» **TASK ITEM**
Using the data below, return the stretch from the line that contains "NetworkId, gatekeeper: Identity)" through the line that contains "self.flags = flags;", both included, exactly as it stands and nothing beyond it.

» **EXCERPTED DATA**
//! # Pass Lifecycle Engine
//!
//! State transitions of gateway passes, each validated against the
//! pass's network and committed in one ledger transaction together with
//! its audit event.
//!
//! ## Operations
//!
//! | Operation | Allowed caller | From state | To state |
//! |-----------|----------------|------------|----------|
//! | `issue` | authorized gatekeeper | (none) / Revoked* | Active |
//! | `freeze` | issuer or authority | Active | Frozen |
//! | `unfreeze` | issuer or authority | Frozen | Active |
//! | `revoke` | issuer or authority | Active, Frozen | Revoked |
//! | `refresh_expiry` | issuer or authority | Active, Frozen | unchanged |
//! | `set_flags` | issuer | Active, Frozen | unchanged |
//!
//! *only when re-issuance after revocation is enabled.
//!
//! "Issuer" means the pass's issuing gatekeeper while it is still in the
//! network's authorized set. The network authority may always manage
//! passes in its network.
//!
//! ## Check Order
//!
//! 1. Existence: network and pass (`NotFound`)
//! 2. Revoked pass (`InvalidState`, whoever the caller is)
//! 3. Authority (`Unauthorized`)
//! 4. Transition state (`InvalidState`, `AlreadyExists` on issue)
//! 5. Flags (`InvalidFlag`)
//!
//! The first failing check determines the error. Nothing is written on
//! failure. A revoked pass is a permanent record, so every mutation of
//! it reports `InvalidState` before the caller is even considered.

use std::sync::Arc;

use tracing::{info, warn};

use gatepass_common::gateway::{
    AccountAddressing, Constraint, Expiry, FlagMask, GatekeeperNetwork, Identity, NetworkId,
    PassAddressing, PassError, PassId, PassRecord, PassState, DEFAULT_CONSTRAINT,
};
use gatepass_common::GatepassConfig;

use super::events::PassEvent;
use crate::state::LedgerStorage;

// ════════════════════════════════════════════════════════════════════════════════
// ISSUE REQUEST
// ════════════════════════════════════════════════════════════════════════════════

/// Parameters of [`LifecycleEngine::issue`].
#[derive(Clone, Debug, PartialEq, Eq)]
pub struct IssueRequest {
    pub owner: Identity,
    pub network: NetworkId,
    pub constraint: Constraint,
    /// Authenticated caller; must be an authorized gatekeeper.
    pub gatekeeper: Identity,
    pub flags: FlagMask,
    /// `None` takes the network's default lifetime.
    pub expiry: Option<Expiry>,
}

impl IssueRequest {
    pub fn new(owner: Identity, network: NetworkId, gatekeeper: Identity) -> Self {
        IssueRequest {
            owner,
            network,
            constraint: DEFAULT_CONSTRAINT,
            gatekeeper,
            flags: FlagMask::EMPTY,
            expiry: None,
        }
    }

    #[must_use]
    pub fn with_constraint(mut self, constraint: Constraint) -> Self {
        self.constraint = constraint;
        self
    }

    #[must_use]
    pub fn with_flags(mut self, flags: FlagMask) -> Self {
        self.flags = flags;
        self
    }

    #[must_use]
    pub fn with_expiry(mut self, expiry: Expiry) -> Self {
        self.expiry = Some(expiry);
        self
    }
}

/// Who may perform a management operation on an existing pass.
#[derive(Clone, Copy, Debug, PartialEq, Eq)]
enum Actor {
    IssuerOrAuthority,
    IssuerOnly,
}

// ════════════════════════════════════════════════════════════════════════════════
// ENGINE
// ════════════════════════════════════════════════════════════════════════════════

pub struct LifecycleEngine<S, A = AccountAddressing> {
    storage: Arc<S>,
    addressing: A,
    allow_reissue_after_revoke: bool,
}

impl<S: LedgerStorage> LifecycleEngine<S, AccountAddressing> {
    pub fn new(storage: Arc<S>) -> Self {
        Self::with_addressing(storage, AccountAddressing)
    }
}

impl<S: LedgerStorage, A: PassAddressing> LifecycleEngine<S, A> {
    pub fn with_addressing(storage: Arc<S>, addressing: A) -> Self {
        LifecycleEngine {
            storage,
            addressing,
            allow_reissue_after_revoke: false,
        }
    }

    pub fn from_config(storage: Arc<S>, addressing: A, config: &GatepassConfig) -> Self {
        Self::with_addressing(storage, addressing)
            .with_reissue_after_revoke(config.allow_reissue_after_revoke)
    }

    #[must_use]
    pub fn with_reissue_after_revoke(mut self, allow: bool) -> Self {
        self.allow_reissue_after_revoke = allow;
        self
    }

    pub fn allows_reissue_after_revoke(&self) -> bool {
        self.allow_reissue_after_revoke
    }

    /// Identifier a pass for `(owner, network, constraint)` lives at.
    pub fn pass_id(&self, owner: &Identity, network: &NetworkId, constraint: Constraint) -> PassId {
        self.addressing.pass_id(owner, network, constraint)
    }

    /// Issue a pass in `Active` state.
    ///
    /// ## Errors
    ///
    /// - `NotFound`: network does not exist
    /// - `Unauthorized`: `request.gatekeeper` is not authorized in the network
    /// - `AlreadyExists`: a record exists at the derived identifier (a
    ///   revoked one is replaced only when re-issuance is enabled)
    /// - `InvalidFlag`: `request.flags` references undefined bits
    pub fn issue(&self, request: IssueRequest, now: u64) -> Result<PassRecord, PassError> {
        let id = self
            .addressing
            .pass_id(&request.owner, &request.network, request.constraint);
        let allow_reissue = self.allow_reissue_after_revoke;

        let result = self.storage.transact(|txn| {
            let network = txn
                .read_network(&request.network)
                .ok_or_else(|| PassError::NotFound(format!("network {}", request.network)))?;

            if !network.is_gatekeeper(&request.gatekeeper) {
                return Err(PassError::unauthorized(&request.gatekeeper, "issue pass"));
            }

            if let Some(existing) = txn.read_pass(&id) {
                let replaceable = allow_reissue && existing.state == PassState::Revoked;
                if !replaceable {
                    return Err(PassError::AlreadyExists(format!(
                        "pass {} ({})",
                        id, existing.state
                    )));
                }
            }

            network.flags.check_defined(request.flags)?;

            let expiry = request.expiry.unwrap_or_else(|| network.default_expiry(now));
            let record = PassRecord::new(
                id,
                request.owner,
                request.network,
                request.constraint,
                request.gatekeeper,
                request.flags,
                expiry,
                now,
            );
            txn.record_event(PassEvent::PassIssued {
                pass: id,
                owner: request.owner,
                network: request.network,
                gatekeeper: request.gatekeeper,
                flags: request.flags,
                expiry,
                timestamp: now,
            });
            txn.write_pass(record.clone());
            Ok(record)
        });

        match &result {
            Ok(record) => info!(
                pass = %record.id,
                owner = %record.owner,
                gatekeeper = %record.issuing_gatekeeper,
                expiry = %record.expiry,
                "pass issued"
            ),
            Err(PassError::Unauthorized { .. }) => warn!(
                network = %request.network,
                gatekeeper = %request.gatekeeper,
                "rejected issue from unauthorized gatekeeper"
            ),
            Err(_) => {}
        }
        result
    }

    /// `Active → Frozen`.
    pub fn freeze(&self, caller: &Identity, id: &PassId, now: u64) -> Result<PassRecord, PassError> {
        let record = self.mutate_pass(caller, id, "freeze pass", Actor::IssuerOrAuthority, |pass, _| {
            pass.transition_to(PassState::Frozen, now, "freeze pass")?;
            Ok(PassEvent::PassFrozen { pass: pass.id, by: *caller, timestamp: now })
        })?;
        info!(pass = %id, by = %caller, "pass frozen");
        Ok(record)
    }

    /// `Frozen → Active`.
    pub fn unfreeze(&self, caller: &Identity, id: &PassId, now: u64) -> Result<PassRecord, PassError> {
        let record = self.mutate_pass(caller, id, "unfreeze pass", Actor::IssuerOrAuthority, |pass, _| {
            pass.transition_to(PassState::Active, now, "unfreeze pass")?;
            Ok(PassEvent::PassUnfrozen { pass: pass.id, by: *caller, timestamp: now })
        })?;
        info!(pass = %id, by = %caller, "pass unfrozen");
        Ok(record)
    }

    /// Any non-terminal state `→ Revoked`. The record stays stored.
    pub fn revoke(&self, caller: &Identity, id: &PassId, now: u64) -> Result<PassRecord, PassError> {
        let record = self.mutate_pass(caller, id, "revoke pass", Actor::IssuerOrAuthority, |pass, _| {
            pass.transition_to(PassState::Revoked, now, "revoke pass")?;
            Ok(PassEvent::PassRevoked { pass: pass.id, by: *caller, timestamp: now })
        })?;
        info!(pass = %id, by = %caller, "pass revoked");
        Ok(record)
    }

    /// Replace the pass's expiry. Permitted while the pass is not revoked.
    pub fn refresh_expiry(
        &self,
        caller: &Identity,
        id: &PassId,
        expiry: Expiry,
        now: u64,
    ) -> Result<PassRecord, PassError> {
        let record = self.mutate_pass(caller, id, "refresh expiry", Actor::IssuerOrAuthority, |pass, _| {
            pass.expiry = expiry;
            pass.last_updated = now;
            Ok(PassEvent::ExpiryRefreshed { pass: pass.id, by: *caller, expiry, timestamp: now })
        })?;
        info!(pass = %id, by = %caller, expiry = %expiry, "pass expiry refreshed");
        Ok(record)
    }

    /// Replace the pass's flags. Only the issuing gatekeeper may attest.
    pub fn set_flags(
        &self,
        caller: &Identity,
        id: &PassId,
        flags: FlagMask,
        now: u64,
    ) -> Result<PassRecord, PassError> {
        let record = self.mutate_pass(caller, id, "set flags", Actor::IssuerOnly, |pass, network| {
            network.flags.check_defined(flags)?;
            pass.flags = flags;
            pass.last_updated = now;
            Ok(PassEvent::FlagsSet { pass: pass.id, by: *caller, flags, timestamp: now })
        })?;
        info!(pass = %id, by = %caller, flags = %flags, "pass flags set");
        Ok(record)
    }

    /// Load pass and network, check the caller, apply `mutate`, then write
    /// the record and its event. All inside one transaction.
    fn mutate_pass<F>(
        &self,
        caller: &Identity,
        id: &PassId,
        action: &str,
        actor: Actor,
        mutate: F,
    ) -> Result<PassRecord, PassError>
    where
        F: FnOnce(&mut PassRecord, &GatekeeperNetwork) -> Result<PassEvent, PassError>,
    {
        let result = self.storage.transact(|txn| {
            let mut pass = txn
                .read_pass(id)
                .ok_or_else(|| PassError::NotFound(format!("pass {}", id)))?;
            let network = txn
                .read_network(&pass.network)
                .ok_or_else(|| PassError::NotFound(format!("network {}", pass.network)))?;

            pass.ensure_mutable(action)?;
            if !may_manage(caller, &pass, &network, actor) {
                return Err(PassError::unauthorized(caller, action));
            }

            let event = mutate(&mut pass, &network)?;
            txn.record_event(event);
            txn.write_pass(pass.clone());
            Ok(pass)
        });
        if let Err(PassError::Unauthorized { .. }) = &result {
            warn!(pass = %id, caller = %caller, action, "rejected pass change");
        }
        result
    }
}

fn may_manage(caller: &Identity, pass: &PassRecord, network: &GatekeeperNetwork, actor: Actor) -> bool {
    let is_issuer = *caller == pass.issuing_gatekeeper && network.is_gatekeeper(caller);
    match actor {
        Actor::IssuerOnly => is_issuer,
        Actor::IssuerOrAuthority => is_issuer || *caller == network.authority,
    }
}
//! # Flags & Flag Catalogue
//!
//! A flag is a named boolean attribute a gatekeeper attests on a pass,
//! addressed by a stable bit position in a fixed 128-bit mask.
//!
//! ## Catalogue Rules
//!
//! - Bit positions are assigned in definition order (`0, 1, 2, ...`).
//! - Positions are never reassigned or renumbered; the catalogue is
//!   append-only for the lifetime of its network.
//! - At most [`FLAG_CAPACITY`] flags can exist.
//!
//! ## Encoding
//!
//! `FlagMask` encodes as 16 big-endian bytes. Bit `i` of the mask is
//! flag index `i`.

use serde::{Deserialize, Serialize};
use std::fmt;
use std::ops::{BitAnd, BitOr};

use super::error::PassError;

/// Width of the flag bitset in bits.
pub const FLAG_CAPACITY: usize = 128;

// ════════════════════════════════════════════════════════════════════════════════
// FLAG MASK
// ════════════════════════════════════════════════════════════════════════════════

/// Fixed-width 128-bit flag bitset.
#[derive(Clone, Copy, Debug, Default, PartialEq, Eq, Hash, Serialize, Deserialize)]
pub struct FlagMask(pub u128);

impl FlagMask {
    /// Mask with no bits set.
    pub const EMPTY: FlagMask = FlagMask(0);

    #[must_use]
    pub const fn from_bits(bits: u128) -> Self {
        FlagMask(bits)
    }

    #[must_use]
    pub const fn bits(&self) -> u128 {
        self.0
    }

    /// Mask with only `index` set. `None` when `index` is out of range.
    #[must_use]
    pub fn bit(index: u8) -> Option<Self> {
        if usize::from(index) >= FLAG_CAPACITY {
            return None;
        }
        Some(FlagMask(1u128 << index))
    }

    /// Mask with the lowest `count` bits set.
    #[must_use]
    pub const fn lowest(count: usize) -> Self {
        if count >= FLAG_CAPACITY {
            FlagMask(u128::MAX)
        } else {
            FlagMask((1u128 << count) - 1)
        }
    }

    #[must_use]
    pub const fn is_empty(&self) -> bool {
        self.0 == 0
    }

    #[must_use]
    pub fn is_set(&self, index: u8) -> bool {
        FlagMask::bit(index).is_some_and(|b| self.0 & b.0 != 0)
    }

    /// `true` when every bit of `required` is also set in `self`.
    #[must_use]
    pub const fn contains_all(&self, required: FlagMask) -> bool {
        self.0 & required.0 == required.0
    }

    /// `true` when `self` sets no bit outside `other`.
    #[must_use]
    pub const fn is_subset_of(&self, other: FlagMask) -> bool {
        self.0 & !other.0 == 0
    }

    /// Bits of `self` that are not set in `other`.
    #[must_use]
    pub const fn difference(&self, other: FlagMask) -> FlagMask {
        FlagMask(self.0 & !other.0)
    }

    #[must_use]
    pub const fn count(&self) -> u32 {
        self.0.count_ones()
    }

    #[must_use]
    pub const fn to_be_bytes(&self) -> [u8; 16] {
        self.0.to_be_bytes()
    }

    #[must_use]
    pub const fn from_be_bytes(bytes: [u8; 16]) -> Self {
        FlagMask(u128::from_be_bytes(bytes))
    }

    /// Bit indices set in this mask, ascending.
    pub fn indices(&self) -> impl Iterator<Item = u8> + '_ {
        (0..FLAG_CAPACITY as u8).filter(move |i| self.is_set(*i))
    }
}

impl BitOr for FlagMask {
    type Output = FlagMask;
    fn bitor(self, rhs: FlagMask) -> FlagMask {
        FlagMask(self.0 | rhs.0)
    }
}

impl BitAnd for FlagMask {
    type Output = FlagMask;
    fn bitand(self, rhs: FlagMask) -> FlagMask {
        FlagMask(self.0 & rhs.0)
    }
}

impl fmt::Display for FlagMask {
    fn fmt(&self, f: &mut fmt::Formatter<'_>) -> fmt::Result {
        write!(f, "{:#b}", self.0)
    }
}

// ════════════════════════════════════════════════════════════════════════════════
// FLAG CATALOGUE
// ════════════════════════════════════════════════════════════════════════════════

/// Ordered, append-only catalogue of a network's named flags.
///
/// The position of a name in the catalogue is its bit index.
#[derive(Clone, Debug, Default, PartialEq, Eq, Serialize, Deserialize)]
pub struct FlagCatalogue {
    names: Vec<String>,
}

impl FlagCatalogue {
    #[must_use]
    pub fn new() -> Self {
        Self::default()
    }

    /// Build a catalogue by defining `names` in order.
    pub fn from_names<I, S>(names: I) -> Result<Self, PassError>
    where
        I: IntoIterator<Item = S>,
        S: AsRef<str>,
    {
        let mut catalogue = FlagCatalogue::new();
        for name in names {
            catalogue.define(name.as_ref())?;
        }
        Ok(catalogue)
    }

    #[must_use]
    pub fn len(&self) -> usize {
        self.names.len()
    }

    #[must_use]
    pub fn is_empty(&self) -> bool {
        self.names.is_empty()
    }

    #[must_use]
    pub fn names(&self) -> &[String] {
        &self.names
    }

    /// Append `name` at the next free bit position and return that position.
    ///
    /// ## Errors
    ///
    /// - `AlreadyExists` if `name` is already defined.
    /// - `CapacityExceeded` once all [`FLAG_CAPACITY`] positions are taken.
    pub fn define(&mut self, name: &str) -> Result<u8, PassError> {
        if self.index_of(name).is_some() {
            return Err(PassError::AlreadyExists(format!("flag {:?}", name)));
        }
        if self.names.len() >= FLAG_CAPACITY {
            return Err(PassError::CapacityExceeded {
                capacity: FLAG_CAPACITY,
            });
        }
        let index = self.names.len() as u8;
        self.names.push(name.to_string());
        Ok(index)
    }

    #[must_use]
    pub fn index_of(&self, name: &str) -> Option<u8> {
        self.names.iter().position(|n| n == name).map(|i| i as u8)
    }

    #[must_use]
    pub fn name_of(&self, index: u8) -> Option<&str> {
        self.names.get(usize::from(index)).map(String::as_str)
    }

    /// Mask of every defined bit position.
    #[must_use]
    pub fn defined_mask(&self) -> FlagMask {
        FlagMask::lowest(self.names.len())
    }

    /// Mask for a list of flag names. Unknown names yield `NotFound`.
    pub fn mask_for<I, S>(&self, names: I) -> Result<FlagMask, PassError>
    where
        I: IntoIterator<Item = S>,
        S: AsRef<str>,
    {
        let mut mask = FlagMask::EMPTY;
        for name in names {
            let name = name.as_ref();
            let index = self
                .index_of(name)
                .ok_or_else(|| PassError::NotFound(format!("flag {:?}", name)))?;
            // index < FLAG_CAPACITY by construction
            mask = mask | FlagMask(1u128 << index);
        }
        Ok(mask)
    }

    /// Reject masks referencing bit positions this catalogue never defined.
    pub fn check_defined(&self, mask: FlagMask) -> Result<(), PassError> {
        let undefined = mask.difference(self.defined_mask());
        if !undefined.is_empty() {
            return Err(PassError::InvalidFlag {
                mask: mask.bits(),
                undefined: undefined.bits(),
            });
        }
        Ok(())
    }
}

// ════════════════════════════════════════════════════════════════════════════════
// TESTS
// ════════════════════════════════════════════════════════════════════════════════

» **RESULT OF THE TASK**
    pub fn new(owner: Identity, network: NetworkId, gatekeeper: Identity) -> Self {
        IssueRequest {
            owner,
            network,
            constraint: DEFAULT_CONSTRAINT,
            gatekeeper,
            flags: FlagMask::EMPTY,
            expiry: None,
        }
    }

    #[must_use]
    pub fn with_constraint(mut self, constraint: Constraint) -> Self {
        self.constraint = constraint;
        self
    }

    #[must_use]
    pub fn with_flags(mut self, flags: FlagMask) -> Self {
        self.flags = flags;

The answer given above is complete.